(Collected data entries)
-- Opening Marker --
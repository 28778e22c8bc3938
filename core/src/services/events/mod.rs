//! Cross-instance event propagation

pub mod bridge;
pub mod broker;

pub use bridge::EventBridge;
pub use broker::MessageBroker;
-- Closing Marker --
BRIEF: Reproduce all data above, unchanged.

ANSWER TO THE EXERCISE:
repository 28778e22c8bc3938
filename core/src/services/events/mod.rs
//! Cross-instance event propagation

pub mod bridge;
pub mod broker;

pub use bridge::EventBridge;
pub use broker::MessageBroker;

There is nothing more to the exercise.